══ PROVIDED INFORMATION ══
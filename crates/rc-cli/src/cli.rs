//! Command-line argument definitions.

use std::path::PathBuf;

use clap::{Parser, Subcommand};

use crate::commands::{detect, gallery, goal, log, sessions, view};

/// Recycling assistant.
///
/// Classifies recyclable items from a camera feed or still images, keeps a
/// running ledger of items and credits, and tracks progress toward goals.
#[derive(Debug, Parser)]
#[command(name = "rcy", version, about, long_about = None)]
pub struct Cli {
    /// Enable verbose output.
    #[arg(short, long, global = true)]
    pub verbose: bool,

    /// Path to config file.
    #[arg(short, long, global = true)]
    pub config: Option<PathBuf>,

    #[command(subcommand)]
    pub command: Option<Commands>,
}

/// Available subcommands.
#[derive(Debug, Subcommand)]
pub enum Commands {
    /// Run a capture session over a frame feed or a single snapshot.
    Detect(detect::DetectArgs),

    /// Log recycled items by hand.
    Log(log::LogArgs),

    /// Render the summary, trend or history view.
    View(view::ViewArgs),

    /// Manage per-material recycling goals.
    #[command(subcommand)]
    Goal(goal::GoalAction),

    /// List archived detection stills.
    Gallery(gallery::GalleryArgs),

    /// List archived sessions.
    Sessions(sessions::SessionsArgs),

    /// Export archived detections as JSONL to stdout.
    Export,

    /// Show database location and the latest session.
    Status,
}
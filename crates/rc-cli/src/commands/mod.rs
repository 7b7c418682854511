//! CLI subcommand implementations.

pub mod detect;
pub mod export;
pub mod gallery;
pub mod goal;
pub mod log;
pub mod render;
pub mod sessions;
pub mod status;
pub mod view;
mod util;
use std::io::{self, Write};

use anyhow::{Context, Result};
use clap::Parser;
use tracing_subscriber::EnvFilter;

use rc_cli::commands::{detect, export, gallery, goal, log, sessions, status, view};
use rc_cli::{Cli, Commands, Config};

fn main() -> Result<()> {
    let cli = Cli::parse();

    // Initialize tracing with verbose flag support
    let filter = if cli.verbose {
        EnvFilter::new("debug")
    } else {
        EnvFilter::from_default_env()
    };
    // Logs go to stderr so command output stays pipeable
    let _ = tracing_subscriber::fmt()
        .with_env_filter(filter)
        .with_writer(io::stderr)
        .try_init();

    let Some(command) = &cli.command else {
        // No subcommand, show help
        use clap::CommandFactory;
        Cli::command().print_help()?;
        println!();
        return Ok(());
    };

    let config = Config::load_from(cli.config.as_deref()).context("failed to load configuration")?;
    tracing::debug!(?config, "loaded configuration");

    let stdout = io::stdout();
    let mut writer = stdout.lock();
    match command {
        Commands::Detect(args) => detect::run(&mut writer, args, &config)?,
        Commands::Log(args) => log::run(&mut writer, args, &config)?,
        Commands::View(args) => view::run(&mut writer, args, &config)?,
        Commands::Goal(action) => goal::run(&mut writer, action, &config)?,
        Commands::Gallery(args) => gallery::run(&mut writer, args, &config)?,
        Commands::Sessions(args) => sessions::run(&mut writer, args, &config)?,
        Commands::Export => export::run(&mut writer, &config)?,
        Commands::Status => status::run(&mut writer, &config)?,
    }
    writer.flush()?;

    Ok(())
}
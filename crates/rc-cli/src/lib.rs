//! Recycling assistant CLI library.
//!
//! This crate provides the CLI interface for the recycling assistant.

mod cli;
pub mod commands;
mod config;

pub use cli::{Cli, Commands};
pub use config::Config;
═══
══ PROVIDED INFORMATION ══
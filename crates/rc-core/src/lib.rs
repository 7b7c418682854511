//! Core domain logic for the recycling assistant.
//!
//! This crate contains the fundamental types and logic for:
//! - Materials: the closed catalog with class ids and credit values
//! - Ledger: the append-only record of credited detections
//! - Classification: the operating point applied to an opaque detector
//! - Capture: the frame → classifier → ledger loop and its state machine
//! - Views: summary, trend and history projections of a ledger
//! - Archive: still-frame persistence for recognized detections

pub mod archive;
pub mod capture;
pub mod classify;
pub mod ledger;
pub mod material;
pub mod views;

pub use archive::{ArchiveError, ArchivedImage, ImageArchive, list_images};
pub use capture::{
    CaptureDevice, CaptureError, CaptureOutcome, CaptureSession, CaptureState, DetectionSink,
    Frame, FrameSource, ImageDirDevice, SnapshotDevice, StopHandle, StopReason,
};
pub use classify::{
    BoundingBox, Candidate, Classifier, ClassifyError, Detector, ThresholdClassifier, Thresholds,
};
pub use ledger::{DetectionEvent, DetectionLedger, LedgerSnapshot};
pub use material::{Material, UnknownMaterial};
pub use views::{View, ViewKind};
═══
The response should hold exactly the lines starting at the line with "List archived sessions." and ending at the line with "pub mod render;", and no other line of the material above.

* ANSWER SECTION:
    /// List archived sessions.
    Sessions(sessions::SessionsArgs),

    /// Export archived detections as JSONL to stdout.
    Export,

    /// Show database location and the latest session.
    Status,
}
filename crates/rc-cli/src/commands/mod.rs
repository 7b7c418682854511
//! CLI subcommand implementations.

pub mod detect;
pub mod export;
pub mod gallery;
pub mod goal;
pub mod log;
pub mod render;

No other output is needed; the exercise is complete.